Thursday, 14 March 2013

Dangling carrots ...

An email from the stalker came this morning.  More 'carrot dangling' business. This time with a photo of a 'pay-in' bank slip.  The stalker had banked in money into my account.  This is him encouraging me to get an iphone 5.  I'll let him do whatever.  I'll simply ignore - as I've done over the years.


Best not to deal with a forked tongue snake.  That I've learnt.

But I do however wonder what he's truly up to.  Why would he want to pay for an iphone 5?  Simply because I like iphones?  As much as I like them, I can very well live without.  They are only things. Dead. Lifeless. With limited novelty.

On more conjecture, perhaps it is a sign of guilt..?  His feeble attempts at trying to make amends.  As well as I've known him, he's a superstitious fellow.  He's always quoted something along the lines of what goes around comes around.  With all the evil he's done, maybe karma is swiftly honing in on him.  And being the person that he is (he thinks that money can buy his way around) he's trying to disarm karma that by offering a peace in form of an iphone.

Honestly...!?! Doh!

I suppose you can't blame a man who's lived his entire life calculatively manipulating others to come up with such a feeble superficial solution. One lousy iphone for all those vengeful destructive effort to destroy my reputation!?!  I know my worth.  I'm certainly not cheap.  He should know by now that the circle of life is deep.  A complex tapestry that often times the good dollar and sense cannot unwind or solve.
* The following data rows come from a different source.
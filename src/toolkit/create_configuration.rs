//! Composition of a new configuration from a base and a set of additions.

use serde::Serialize;

use super::Toolkit;
use super::base::{BaseConfiguration, list_configured_plugins};
use super::reference::{ResolvedPlugin, resolve_all};
use crate::Result;
use crate::types::{ConfiguredPlugin, NewConfiguration, PluginEntry};

/// Options for [`Toolkit::create_configuration`].
#[derive(Debug, Clone, Default, PartialEq, Eq)]
pub struct CreateConfigurationOption {
    pub name: String,
    pub description: Option<String>,
    /// `name@version` or `name@latest` references.
    pub add_plugins: Vec<String>,
    pub from_configuration: BaseConfiguration,
}

impl CreateConfigurationOption {
    pub fn new(name: impl Into<String>) -> Self {
        Self {
            name: name.into(),
            ..Default::default()
        }
    }

    pub fn description(mut self, description: impl Into<String>) -> Self {
        self.description = Some(description.into());
        self
    }

    pub fn add_plugin(mut self, reference: impl Into<String>) -> Self {
        self.add_plugins.push(reference.into());
        self
    }

    pub fn add_plugins<I, S>(mut self, references: I) -> Self
    where
        I: IntoIterator<Item = S>,
        S: Into<String>,
    {
        self.add_plugins
            .extend(references.into_iter().map(Into::into));
        self
    }

    pub fn from_configuration(mut self, base: impl Into<BaseConfiguration>) -> Self {
        self.from_configuration = base.into();
        self
    }
}

/// One plugin of a merged configuration.
#[derive(Debug, Clone, PartialEq, Eq)]
pub struct MergedPlugin {
    pub unique_name: String,
    pub plugin_version_sid: String,
}

impl From<&ResolvedPlugin> for MergedPlugin {
    fn from(resolved: &ResolvedPlugin) -> Self {
        Self {
            unique_name: resolved.plugin.unique_name.clone(),
            plugin_version_sid: resolved.version.sid.clone(),
        }
    }
}

impl From<&ConfiguredPlugin> for MergedPlugin {
    fn from(entry: &ConfiguredPlugin) -> Self {
        Self {
            unique_name: entry.unique_name.clone(),
            plugin_version_sid: entry.plugin_version_sid.clone(),
        }
    }
}

/// Additions in request order, then base entries whose unique name is not
/// among the additions, in base order.
///
/// A name added twice keeps the position of its first occurrence and the
/// version of its last. A name listed twice in the base keeps its first entry.
pub fn merge_plugins(additions: &[ResolvedPlugin], base: &[ConfiguredPlugin]) -> Vec<MergedPlugin> {
    let mut merged: Vec<MergedPlugin> = Vec::with_capacity(additions.len() + base.len());

    for addition in additions.iter().map(MergedPlugin::from) {
        match merged
            .iter_mut()
            .find(|m| m.unique_name == addition.unique_name)
        {
            Some(existing) => *existing = addition,
            None => merged.push(addition),
        }
    }

    for entry in base {
        if !merged.iter().any(|m| m.unique_name == entry.unique_name) {
            merged.push(MergedPlugin::from(entry));
        }
    }
    merged
}

/// A plugin of a freshly created configuration, with catalog metadata.
#[derive(Debug, Clone, PartialEq, Eq, Serialize)]
#[serde(rename_all = "camelCase")]
pub struct InstalledPlugin {
    pub plugin_sid: String,
    pub plugin_version_sid: String,
    pub name: String,
    pub version: String,
    pub url: String,
    pub phase: u32,
    pub friendly_name: String,
    pub description: String,
    pub changelog: String,
    pub is_private: bool,
}

#[derive(Debug, Clone, PartialEq, Eq, Serialize)]
#[serde(rename_all = "camelCase")]
pub struct CreatedConfiguration {
    pub sid: String,
    pub name: String,
    pub description: String,
    pub date_created: String,
    pub plugins: Vec<InstalledPlugin>,
}

impl Toolkit {
    /// Creates a configuration holding the base's plugins with `add_plugins`
    /// replacing same-named entries, then reads it back.
    ///
    /// Every call is awaited in order. A failure after the configuration was
    /// created is returned as is; the configuration stays in place.
    pub async fn create_configuration(
        &self,
        option: CreateConfigurationOption,
    ) -> Result<CreatedConfiguration> {
        let additions = resolve_all(
            &*self.plugins,
            &*self.versions,
            option.add_plugins.as_slice(),
        )
        .await?;
        let base = self.load_base(&option.from_configuration).await?;

        let merged = merge_plugins(&additions, &base.entries);
        tracing::debug!(
            base = ?base.sid,
            additions = additions.len(),
            plugins = merged.len(),
            "Merged plugin set"
        );

        let mut request = NewConfiguration::new(&option.name).with_plugins(
            merged
                .iter()
                .map(|m| PluginEntry::active(&m.plugin_version_sid))
                .collect(),
        );
        if let Some(description) = option.description {
            request = request.with_description(description);
        }
        let configuration = self.configurations.create(&request).await?;

        let entries = list_configured_plugins(&*self.listing, &configuration.sid).await?;
        let mut plugins = Vec::with_capacity(entries.len());
        for entry in entries {
            plugins.push(self.install(entry).await?);
        }

        Ok(CreatedConfiguration {
            sid: configuration.sid,
            name: configuration.name,
            description: configuration.description,
            date_created: configuration.date_created,
            plugins,
        })
    }

    async fn install(&self, entry: ConfiguredPlugin) -> Result<InstalledPlugin> {
        let plugin = self.plugins.get(&entry.plugin_sid).await?;
        let version = self
            .versions
            .get(&entry.plugin_sid, &entry.plugin_version_sid)
            .await?;

        Ok(InstalledPlugin {
            plugin_sid: entry.plugin_sid,
            plugin_version_sid: entry.plugin_version_sid,
            name: entry.unique_name,
            version: entry.version,
            url: entry.plugin_url,
            phase: entry.phase,
            friendly_name: plugin.friendly_name,
            description: plugin.description,
            changelog: version.changelog,
            is_private: entry.private,
        })
    }
}
//! Plugin versions collection.

use async_trait::async_trait;

use super::PluginServiceClient;
use super::traits::VersionDirectory;
use crate::paging::{Page, Pagination};
use crate::types::PluginVersion;
use crate::{Error, Result};

const PLUGINS: &str = "Plugins";
const VERSIONS: &str = "Versions";

#[derive(Debug, Clone)]
pub struct VersionsClient {
    client: PluginServiceClient,
}

impl VersionsClient {
    pub fn new(client: PluginServiceClient) -> Self {
        Self { client }
    }

    /// `version_id` is either a version sid or a version string such as `1.0.0`.
    pub async fn get(&self, plugin_id: &str, version_id: &str) -> Result<PluginVersion> {
        let url = self
            .client
            .endpoint(&[PLUGINS, plugin_id, VERSIONS, version_id])?;
        self.client.get(url.as_str()).await
    }

    /// Versions are listed newest first, so the latest is the head of a
    /// single-item page.
    pub async fn latest(&self, plugin_id: &str) -> Result<PluginVersion> {
        let page = self
            .list(plugin_id, Some(Pagination::new().page_size(1)))
            .await?;
        page.items.into_iter().next().ok_or_else(|| {
            Error::NotFound(format!("plugin {} has no published versions", plugin_id))
        })
    }

    pub async fn list(
        &self,
        plugin_id: &str,
        pagination: Option<Pagination>,
    ) -> Result<Page<PluginVersion>> {
        self.client
            .list(
                &[PLUGINS, plugin_id, VERSIONS],
                "plugin_versions",
                pagination.as_ref(),
            )
            .await
    }
}

#[async_trait]
impl VersionDirectory for VersionsClient {
    async fn get(&self, plugin_id: &str, version_id: &str) -> Result<PluginVersion> {
        VersionsClient::get(self, plugin_id, version_id).await
    }

    async fn latest(&self, plugin_id: &str) -> Result<PluginVersion> {
        VersionsClient::latest(self, plugin_id).await
    }
}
I have to admit I am feeling rather smug.  I've not done a thing even after all he's done.  Yes, I was admittedly hopping mad.  I had my moments of bewilderment. Followed by angry cursing and swearing.  But other than that, I've since learnt to let go.  What's the point of holding on to bitter anger?  It'll only bring more grief to oneself.  Besides, he can't hurt me now.

So,  I can only speculate that he's finally coming to his senses that his life which is in disarray is a result of his own doing.  The way he treats others - manipulate, bullies, steam rolls is returning to himself a thousand fold (so I'd like to think ...)  It's no wonder 'good people' don't stay.   Maybe it has finally dawn upon him that his very toxic vibe that can only attract equally toxic vibes.  Hence, a troubled complicated life - where at the end of the day, he's all on his own.  I did warn him a long time ago.  But there's only so much a person of that mindset can understand.

On different note, I've chosen to ramble here instead for good reasons.  One, is to spare someone's (usually the closest and dearest) poor ears.  I've learnt that it helps any one work through issues by hearing or reading themselves think.  Writing this blog to a large extent is a cathartic exercise, a sounding block, an expressive confessionary outlet.  It is her I share my inner most thoughts and musings without drawing on judgement onto myself.

I also like to think I keep my rantings relatively short.  Once am done, am always mindful that life should be lived forward looking.  Yes, we occasionally need to look back, take stock of events and vent - like what I do here.  But since we only have so much time in this world, I'd rather focus on living a fulfilling live with BFL.  So onwards and upwards ... there's simply so much to look forward too here and now.